● WORK REQUEST: Pull out every line below holding the word "push".

(WORKING DATA)

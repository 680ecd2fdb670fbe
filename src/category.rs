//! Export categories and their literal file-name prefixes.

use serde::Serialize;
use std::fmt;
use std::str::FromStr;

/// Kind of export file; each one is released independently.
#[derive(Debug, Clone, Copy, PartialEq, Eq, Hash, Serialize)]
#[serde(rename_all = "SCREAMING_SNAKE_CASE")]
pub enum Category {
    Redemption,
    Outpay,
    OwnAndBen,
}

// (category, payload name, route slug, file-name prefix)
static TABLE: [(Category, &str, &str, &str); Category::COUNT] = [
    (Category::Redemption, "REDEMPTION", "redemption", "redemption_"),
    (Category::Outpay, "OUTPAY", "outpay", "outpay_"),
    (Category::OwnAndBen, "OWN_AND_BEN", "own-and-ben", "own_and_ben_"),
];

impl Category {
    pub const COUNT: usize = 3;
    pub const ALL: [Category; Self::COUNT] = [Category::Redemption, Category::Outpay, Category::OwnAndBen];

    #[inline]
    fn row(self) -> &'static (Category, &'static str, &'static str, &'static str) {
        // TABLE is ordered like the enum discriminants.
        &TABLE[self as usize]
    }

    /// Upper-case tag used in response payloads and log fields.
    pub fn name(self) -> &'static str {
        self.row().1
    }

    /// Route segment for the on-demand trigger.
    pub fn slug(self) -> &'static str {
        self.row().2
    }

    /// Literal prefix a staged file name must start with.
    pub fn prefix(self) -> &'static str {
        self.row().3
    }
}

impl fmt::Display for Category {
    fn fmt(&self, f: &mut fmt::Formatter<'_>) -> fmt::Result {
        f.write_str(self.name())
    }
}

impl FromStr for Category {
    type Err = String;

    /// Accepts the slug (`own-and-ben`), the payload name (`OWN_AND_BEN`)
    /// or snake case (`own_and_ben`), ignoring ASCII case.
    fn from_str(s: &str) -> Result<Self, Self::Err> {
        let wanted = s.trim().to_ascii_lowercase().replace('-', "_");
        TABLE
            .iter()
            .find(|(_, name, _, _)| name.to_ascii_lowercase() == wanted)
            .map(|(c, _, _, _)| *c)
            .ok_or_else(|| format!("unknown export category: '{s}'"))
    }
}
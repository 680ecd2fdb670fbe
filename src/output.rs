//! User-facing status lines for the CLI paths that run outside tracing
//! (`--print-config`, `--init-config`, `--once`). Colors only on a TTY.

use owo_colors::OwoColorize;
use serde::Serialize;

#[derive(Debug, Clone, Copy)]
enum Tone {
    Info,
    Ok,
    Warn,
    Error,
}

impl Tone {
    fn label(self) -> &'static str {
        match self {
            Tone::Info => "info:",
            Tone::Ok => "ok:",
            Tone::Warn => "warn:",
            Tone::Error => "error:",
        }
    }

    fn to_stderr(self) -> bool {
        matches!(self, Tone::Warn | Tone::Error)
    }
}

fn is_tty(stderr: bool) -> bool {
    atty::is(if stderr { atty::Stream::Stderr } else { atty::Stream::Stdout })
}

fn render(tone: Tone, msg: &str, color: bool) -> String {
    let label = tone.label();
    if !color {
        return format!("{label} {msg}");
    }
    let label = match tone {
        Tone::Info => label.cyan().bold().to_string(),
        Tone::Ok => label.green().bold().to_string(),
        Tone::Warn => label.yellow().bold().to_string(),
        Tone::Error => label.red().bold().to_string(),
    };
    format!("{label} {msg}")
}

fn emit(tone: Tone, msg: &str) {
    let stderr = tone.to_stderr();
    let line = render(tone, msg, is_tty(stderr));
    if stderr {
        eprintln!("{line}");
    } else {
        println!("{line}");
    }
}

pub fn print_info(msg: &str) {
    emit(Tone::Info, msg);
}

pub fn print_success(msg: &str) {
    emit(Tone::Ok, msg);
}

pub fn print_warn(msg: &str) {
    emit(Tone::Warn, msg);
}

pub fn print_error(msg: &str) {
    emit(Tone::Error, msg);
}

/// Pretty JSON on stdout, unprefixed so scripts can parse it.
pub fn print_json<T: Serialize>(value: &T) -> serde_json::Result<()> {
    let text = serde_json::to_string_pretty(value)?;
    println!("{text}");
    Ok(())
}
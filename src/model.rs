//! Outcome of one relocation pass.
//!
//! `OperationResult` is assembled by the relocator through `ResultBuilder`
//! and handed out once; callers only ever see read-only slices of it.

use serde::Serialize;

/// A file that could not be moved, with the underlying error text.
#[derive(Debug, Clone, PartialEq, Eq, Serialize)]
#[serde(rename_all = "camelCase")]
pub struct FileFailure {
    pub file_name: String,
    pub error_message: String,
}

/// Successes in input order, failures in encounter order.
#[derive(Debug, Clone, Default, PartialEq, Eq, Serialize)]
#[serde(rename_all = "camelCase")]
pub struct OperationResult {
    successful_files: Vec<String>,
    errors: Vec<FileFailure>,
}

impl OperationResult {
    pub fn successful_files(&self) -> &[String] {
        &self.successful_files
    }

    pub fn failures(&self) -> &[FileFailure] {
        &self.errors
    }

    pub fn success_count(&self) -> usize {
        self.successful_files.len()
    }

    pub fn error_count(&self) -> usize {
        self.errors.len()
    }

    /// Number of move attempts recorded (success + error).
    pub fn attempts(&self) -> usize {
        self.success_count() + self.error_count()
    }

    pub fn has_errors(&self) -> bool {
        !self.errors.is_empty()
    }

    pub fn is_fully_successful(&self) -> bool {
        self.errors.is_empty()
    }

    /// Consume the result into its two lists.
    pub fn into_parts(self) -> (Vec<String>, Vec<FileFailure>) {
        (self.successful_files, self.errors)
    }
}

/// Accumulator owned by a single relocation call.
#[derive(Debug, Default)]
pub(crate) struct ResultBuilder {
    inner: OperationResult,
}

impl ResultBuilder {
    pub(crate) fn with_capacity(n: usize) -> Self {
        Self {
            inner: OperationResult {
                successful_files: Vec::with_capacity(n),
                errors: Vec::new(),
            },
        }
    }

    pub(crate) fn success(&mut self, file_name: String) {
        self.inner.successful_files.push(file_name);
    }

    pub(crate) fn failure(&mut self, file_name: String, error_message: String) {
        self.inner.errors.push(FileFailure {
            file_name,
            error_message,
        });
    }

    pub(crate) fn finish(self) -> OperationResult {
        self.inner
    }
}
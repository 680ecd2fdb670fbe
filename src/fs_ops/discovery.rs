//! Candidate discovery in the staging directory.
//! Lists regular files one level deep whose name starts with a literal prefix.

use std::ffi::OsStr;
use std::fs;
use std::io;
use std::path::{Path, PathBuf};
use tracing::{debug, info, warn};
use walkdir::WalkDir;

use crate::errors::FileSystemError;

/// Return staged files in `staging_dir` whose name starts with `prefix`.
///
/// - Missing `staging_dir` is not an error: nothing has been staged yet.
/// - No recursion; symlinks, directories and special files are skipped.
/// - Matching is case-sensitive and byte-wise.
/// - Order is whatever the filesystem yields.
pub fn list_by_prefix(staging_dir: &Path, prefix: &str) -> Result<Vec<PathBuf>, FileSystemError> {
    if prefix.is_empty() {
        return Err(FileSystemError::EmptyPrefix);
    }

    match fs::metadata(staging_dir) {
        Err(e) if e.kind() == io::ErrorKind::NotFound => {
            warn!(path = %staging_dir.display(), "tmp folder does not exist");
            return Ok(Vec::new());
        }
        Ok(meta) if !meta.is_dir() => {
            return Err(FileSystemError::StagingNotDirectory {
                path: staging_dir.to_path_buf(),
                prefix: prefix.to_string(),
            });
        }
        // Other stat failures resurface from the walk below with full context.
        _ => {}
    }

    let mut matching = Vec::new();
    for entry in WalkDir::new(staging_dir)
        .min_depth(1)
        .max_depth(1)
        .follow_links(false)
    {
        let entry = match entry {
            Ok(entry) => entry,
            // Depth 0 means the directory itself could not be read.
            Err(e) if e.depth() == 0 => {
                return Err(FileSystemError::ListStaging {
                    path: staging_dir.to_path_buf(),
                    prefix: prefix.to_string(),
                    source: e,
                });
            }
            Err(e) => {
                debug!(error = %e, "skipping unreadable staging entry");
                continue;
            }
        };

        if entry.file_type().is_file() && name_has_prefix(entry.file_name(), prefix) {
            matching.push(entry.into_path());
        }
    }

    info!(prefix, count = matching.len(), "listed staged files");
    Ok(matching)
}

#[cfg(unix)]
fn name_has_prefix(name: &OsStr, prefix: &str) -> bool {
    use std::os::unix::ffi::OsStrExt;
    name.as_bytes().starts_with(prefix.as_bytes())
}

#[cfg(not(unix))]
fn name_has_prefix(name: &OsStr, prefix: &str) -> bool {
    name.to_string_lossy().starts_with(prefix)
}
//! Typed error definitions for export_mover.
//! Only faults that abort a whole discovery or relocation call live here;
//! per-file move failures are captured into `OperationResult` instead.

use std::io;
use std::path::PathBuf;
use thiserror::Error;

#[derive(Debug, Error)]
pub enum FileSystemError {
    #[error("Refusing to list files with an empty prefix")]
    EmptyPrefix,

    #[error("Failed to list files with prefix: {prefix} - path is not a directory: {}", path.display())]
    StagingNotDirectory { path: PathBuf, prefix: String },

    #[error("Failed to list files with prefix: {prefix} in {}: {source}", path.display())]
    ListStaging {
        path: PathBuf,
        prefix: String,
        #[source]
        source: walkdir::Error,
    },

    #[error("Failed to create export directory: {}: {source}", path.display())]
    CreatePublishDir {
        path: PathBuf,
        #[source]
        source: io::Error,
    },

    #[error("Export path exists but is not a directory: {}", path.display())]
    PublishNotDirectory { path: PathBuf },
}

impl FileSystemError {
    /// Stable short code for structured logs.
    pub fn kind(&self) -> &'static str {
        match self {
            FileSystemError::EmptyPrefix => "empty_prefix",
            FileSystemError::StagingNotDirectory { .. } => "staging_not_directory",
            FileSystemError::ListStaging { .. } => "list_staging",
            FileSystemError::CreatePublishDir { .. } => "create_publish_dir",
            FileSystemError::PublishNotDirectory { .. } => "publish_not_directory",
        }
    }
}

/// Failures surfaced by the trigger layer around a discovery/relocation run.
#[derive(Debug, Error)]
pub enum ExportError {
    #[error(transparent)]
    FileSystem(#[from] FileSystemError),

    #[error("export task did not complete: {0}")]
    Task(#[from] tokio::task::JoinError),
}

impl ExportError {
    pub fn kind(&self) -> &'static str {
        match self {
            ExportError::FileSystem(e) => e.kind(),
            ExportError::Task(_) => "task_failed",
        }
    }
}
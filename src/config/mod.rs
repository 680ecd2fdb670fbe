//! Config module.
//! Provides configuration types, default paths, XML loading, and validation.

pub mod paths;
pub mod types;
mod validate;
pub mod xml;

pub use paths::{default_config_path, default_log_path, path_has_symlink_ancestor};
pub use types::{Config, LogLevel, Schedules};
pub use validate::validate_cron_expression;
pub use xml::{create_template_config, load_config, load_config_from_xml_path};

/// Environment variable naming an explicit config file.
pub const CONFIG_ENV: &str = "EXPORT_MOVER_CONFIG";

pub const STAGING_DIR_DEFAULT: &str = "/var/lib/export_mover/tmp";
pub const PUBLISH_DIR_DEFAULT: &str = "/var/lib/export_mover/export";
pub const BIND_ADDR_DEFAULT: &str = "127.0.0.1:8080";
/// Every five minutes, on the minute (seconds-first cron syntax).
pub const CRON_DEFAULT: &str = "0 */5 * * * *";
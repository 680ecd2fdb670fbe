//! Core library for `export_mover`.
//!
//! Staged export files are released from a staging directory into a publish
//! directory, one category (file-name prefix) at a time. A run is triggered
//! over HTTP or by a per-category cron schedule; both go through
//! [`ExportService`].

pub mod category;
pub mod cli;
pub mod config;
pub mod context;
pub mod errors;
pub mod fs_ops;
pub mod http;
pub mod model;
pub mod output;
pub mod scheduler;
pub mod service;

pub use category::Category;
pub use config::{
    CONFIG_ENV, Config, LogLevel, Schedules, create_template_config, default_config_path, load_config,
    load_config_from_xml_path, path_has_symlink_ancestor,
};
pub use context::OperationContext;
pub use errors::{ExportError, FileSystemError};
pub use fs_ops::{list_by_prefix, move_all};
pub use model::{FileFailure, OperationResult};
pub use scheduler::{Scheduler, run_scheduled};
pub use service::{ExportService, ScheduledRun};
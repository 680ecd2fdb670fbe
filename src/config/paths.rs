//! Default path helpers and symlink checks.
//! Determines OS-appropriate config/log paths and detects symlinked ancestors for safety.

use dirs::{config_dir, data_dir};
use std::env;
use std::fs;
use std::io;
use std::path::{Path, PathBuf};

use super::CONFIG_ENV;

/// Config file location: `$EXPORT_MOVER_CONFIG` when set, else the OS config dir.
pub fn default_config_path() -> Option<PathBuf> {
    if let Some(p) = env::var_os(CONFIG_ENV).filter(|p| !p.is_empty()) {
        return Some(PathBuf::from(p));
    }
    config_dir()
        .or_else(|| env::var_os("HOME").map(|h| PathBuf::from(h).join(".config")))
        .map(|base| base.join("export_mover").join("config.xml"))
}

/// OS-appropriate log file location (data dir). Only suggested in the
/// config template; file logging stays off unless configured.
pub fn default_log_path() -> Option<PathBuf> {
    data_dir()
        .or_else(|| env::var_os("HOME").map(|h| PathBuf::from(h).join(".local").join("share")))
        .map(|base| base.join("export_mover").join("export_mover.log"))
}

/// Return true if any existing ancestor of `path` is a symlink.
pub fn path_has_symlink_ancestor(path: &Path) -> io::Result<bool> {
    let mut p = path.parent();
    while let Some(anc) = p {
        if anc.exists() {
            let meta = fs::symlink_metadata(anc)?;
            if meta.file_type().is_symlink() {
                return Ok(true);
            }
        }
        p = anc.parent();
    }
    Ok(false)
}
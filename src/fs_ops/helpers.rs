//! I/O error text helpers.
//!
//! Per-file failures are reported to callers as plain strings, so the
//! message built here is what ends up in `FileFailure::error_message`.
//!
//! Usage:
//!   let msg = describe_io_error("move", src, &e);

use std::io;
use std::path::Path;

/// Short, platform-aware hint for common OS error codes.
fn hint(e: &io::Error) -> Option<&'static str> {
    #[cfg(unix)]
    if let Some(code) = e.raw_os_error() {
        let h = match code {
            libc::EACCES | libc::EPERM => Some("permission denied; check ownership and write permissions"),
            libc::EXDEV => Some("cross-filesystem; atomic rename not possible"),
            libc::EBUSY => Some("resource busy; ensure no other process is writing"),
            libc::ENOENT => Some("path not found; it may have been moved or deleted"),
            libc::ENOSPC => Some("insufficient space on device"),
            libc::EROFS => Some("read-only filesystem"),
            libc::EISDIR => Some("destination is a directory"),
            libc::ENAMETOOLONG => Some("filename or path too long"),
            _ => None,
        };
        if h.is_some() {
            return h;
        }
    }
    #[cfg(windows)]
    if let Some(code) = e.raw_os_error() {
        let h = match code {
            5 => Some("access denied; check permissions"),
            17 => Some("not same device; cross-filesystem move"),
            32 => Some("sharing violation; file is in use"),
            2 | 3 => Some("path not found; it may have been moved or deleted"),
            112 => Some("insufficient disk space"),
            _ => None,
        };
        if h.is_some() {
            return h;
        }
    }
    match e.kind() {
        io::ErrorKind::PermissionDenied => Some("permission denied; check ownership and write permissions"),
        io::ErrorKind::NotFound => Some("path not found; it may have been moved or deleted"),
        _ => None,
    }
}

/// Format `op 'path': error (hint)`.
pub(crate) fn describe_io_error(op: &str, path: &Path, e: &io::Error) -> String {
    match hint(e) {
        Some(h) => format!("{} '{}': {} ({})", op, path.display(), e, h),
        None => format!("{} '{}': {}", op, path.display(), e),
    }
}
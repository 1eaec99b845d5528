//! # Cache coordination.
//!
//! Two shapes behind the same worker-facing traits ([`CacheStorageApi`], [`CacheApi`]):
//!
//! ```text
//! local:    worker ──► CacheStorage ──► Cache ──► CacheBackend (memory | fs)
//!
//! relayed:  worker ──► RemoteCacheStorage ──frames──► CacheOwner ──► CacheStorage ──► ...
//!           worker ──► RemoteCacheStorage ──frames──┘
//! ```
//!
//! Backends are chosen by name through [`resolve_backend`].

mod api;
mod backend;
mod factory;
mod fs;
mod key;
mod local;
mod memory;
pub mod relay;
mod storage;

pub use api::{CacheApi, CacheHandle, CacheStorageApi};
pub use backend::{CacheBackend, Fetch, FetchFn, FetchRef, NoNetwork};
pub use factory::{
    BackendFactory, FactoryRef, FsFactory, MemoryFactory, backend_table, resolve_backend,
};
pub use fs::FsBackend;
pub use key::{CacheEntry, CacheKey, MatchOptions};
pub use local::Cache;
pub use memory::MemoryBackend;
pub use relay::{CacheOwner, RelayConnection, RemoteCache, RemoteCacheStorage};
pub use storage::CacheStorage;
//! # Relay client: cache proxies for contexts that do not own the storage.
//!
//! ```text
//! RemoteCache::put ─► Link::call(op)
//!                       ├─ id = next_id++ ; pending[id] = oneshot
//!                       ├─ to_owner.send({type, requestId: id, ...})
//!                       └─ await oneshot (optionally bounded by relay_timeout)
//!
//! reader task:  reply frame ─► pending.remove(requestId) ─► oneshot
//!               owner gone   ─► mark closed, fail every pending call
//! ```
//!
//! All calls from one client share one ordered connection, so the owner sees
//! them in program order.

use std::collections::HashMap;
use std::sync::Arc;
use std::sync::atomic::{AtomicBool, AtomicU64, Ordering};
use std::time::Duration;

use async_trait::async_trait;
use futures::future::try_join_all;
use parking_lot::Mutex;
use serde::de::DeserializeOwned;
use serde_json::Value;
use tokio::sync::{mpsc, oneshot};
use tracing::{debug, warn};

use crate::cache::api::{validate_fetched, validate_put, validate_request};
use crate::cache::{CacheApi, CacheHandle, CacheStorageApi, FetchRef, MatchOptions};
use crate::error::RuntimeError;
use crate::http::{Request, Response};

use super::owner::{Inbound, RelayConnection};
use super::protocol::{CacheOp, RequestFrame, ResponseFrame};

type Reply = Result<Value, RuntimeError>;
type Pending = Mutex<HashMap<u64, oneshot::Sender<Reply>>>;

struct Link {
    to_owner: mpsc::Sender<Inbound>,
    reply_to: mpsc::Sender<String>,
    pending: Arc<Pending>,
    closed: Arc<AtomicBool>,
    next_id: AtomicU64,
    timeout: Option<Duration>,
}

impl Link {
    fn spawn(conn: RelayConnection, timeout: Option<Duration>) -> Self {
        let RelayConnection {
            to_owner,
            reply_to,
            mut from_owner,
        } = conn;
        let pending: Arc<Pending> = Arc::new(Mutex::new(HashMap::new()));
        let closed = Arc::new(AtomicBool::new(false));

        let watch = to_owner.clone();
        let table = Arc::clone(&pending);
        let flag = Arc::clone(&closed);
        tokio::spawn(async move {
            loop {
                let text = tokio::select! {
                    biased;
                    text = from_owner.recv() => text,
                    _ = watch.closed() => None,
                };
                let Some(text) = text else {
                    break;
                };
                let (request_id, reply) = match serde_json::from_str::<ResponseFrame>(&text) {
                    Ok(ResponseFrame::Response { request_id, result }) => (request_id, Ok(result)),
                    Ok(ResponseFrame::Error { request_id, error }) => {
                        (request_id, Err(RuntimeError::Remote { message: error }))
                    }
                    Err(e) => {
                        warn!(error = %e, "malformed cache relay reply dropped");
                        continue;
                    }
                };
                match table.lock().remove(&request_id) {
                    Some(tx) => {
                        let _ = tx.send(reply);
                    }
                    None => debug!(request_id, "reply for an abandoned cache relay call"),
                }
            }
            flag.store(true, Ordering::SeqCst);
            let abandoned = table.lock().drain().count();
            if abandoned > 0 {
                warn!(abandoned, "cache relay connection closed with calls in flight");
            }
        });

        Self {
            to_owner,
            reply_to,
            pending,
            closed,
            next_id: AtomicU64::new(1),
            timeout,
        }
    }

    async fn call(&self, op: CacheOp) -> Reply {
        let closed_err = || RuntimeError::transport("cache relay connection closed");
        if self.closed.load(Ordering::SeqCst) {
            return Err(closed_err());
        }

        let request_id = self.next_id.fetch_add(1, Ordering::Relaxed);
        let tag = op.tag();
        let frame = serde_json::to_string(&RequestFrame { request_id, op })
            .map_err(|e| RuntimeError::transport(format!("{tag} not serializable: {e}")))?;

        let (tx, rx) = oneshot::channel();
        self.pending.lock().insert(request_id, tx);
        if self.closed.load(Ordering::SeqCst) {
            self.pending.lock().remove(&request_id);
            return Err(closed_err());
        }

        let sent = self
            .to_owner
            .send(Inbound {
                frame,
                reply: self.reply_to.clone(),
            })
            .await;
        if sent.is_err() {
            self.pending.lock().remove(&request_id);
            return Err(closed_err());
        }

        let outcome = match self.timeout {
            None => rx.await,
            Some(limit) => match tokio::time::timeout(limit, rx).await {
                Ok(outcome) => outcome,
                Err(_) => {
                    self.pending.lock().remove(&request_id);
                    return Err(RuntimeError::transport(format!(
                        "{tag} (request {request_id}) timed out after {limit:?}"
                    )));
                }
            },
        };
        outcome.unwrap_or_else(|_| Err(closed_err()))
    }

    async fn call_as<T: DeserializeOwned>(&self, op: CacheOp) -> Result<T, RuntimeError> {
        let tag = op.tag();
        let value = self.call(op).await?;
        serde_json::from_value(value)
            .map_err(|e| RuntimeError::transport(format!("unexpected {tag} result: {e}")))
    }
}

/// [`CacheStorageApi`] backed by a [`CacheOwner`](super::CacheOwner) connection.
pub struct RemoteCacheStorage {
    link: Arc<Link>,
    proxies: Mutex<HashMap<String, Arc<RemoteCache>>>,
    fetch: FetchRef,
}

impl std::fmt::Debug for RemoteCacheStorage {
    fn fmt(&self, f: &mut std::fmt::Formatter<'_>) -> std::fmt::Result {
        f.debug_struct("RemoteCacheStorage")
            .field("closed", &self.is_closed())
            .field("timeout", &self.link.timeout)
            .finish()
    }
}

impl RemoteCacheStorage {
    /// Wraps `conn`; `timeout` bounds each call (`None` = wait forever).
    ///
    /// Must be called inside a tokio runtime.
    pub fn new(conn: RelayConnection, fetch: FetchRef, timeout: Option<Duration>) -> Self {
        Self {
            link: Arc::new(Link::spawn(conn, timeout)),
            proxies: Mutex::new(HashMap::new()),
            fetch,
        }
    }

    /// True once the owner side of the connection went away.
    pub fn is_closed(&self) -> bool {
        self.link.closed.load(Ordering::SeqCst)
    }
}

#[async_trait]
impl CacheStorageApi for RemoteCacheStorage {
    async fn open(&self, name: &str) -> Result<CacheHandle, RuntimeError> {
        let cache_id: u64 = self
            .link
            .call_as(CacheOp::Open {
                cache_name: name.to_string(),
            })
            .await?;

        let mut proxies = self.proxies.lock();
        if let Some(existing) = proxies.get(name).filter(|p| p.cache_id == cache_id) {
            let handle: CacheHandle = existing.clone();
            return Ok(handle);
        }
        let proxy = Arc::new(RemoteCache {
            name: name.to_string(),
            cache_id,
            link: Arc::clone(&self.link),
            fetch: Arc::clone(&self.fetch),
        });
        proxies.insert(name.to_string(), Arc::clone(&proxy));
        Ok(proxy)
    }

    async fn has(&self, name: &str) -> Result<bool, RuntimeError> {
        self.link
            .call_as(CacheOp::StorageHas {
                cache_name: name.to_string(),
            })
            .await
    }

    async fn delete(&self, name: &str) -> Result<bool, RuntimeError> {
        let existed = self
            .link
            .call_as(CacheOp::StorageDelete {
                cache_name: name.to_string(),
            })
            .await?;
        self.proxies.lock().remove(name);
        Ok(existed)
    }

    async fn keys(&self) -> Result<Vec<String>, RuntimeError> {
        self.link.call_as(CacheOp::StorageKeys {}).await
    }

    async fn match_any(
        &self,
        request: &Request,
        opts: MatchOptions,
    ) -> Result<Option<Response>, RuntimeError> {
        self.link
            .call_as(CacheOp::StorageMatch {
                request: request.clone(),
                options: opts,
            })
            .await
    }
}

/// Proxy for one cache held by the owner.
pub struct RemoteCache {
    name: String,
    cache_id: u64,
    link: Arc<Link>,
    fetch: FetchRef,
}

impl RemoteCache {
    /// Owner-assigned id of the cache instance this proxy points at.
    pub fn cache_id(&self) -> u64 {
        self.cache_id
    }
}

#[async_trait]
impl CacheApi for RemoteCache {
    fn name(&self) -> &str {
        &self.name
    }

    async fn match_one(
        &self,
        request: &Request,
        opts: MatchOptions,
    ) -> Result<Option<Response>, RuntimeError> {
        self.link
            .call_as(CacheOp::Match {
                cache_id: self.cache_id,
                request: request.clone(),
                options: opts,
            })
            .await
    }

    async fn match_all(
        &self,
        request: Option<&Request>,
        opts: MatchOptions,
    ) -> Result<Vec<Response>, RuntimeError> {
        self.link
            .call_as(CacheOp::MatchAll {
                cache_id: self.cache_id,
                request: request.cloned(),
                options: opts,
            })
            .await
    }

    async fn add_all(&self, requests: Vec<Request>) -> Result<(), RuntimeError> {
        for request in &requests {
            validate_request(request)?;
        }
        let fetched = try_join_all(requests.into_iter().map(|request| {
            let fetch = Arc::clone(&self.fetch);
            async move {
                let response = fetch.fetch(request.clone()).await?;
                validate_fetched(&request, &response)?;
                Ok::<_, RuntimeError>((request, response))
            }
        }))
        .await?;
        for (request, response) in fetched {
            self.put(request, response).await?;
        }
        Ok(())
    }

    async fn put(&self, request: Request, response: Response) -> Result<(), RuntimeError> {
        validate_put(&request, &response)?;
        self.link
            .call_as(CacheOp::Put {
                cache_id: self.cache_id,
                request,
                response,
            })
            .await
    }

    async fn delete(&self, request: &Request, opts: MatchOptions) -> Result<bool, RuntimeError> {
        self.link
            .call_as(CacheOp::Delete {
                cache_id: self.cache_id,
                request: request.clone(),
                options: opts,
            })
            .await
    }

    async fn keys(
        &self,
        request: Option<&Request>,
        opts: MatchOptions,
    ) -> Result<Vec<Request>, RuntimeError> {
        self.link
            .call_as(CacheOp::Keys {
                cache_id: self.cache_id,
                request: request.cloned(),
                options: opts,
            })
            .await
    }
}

(End WORKING DATA)

● SOLVED EXERCISE:
        self.inner.successful_files.push(file_name);
        self.inner.errors.push(FileFailure {
            matching.push(entry.into_path());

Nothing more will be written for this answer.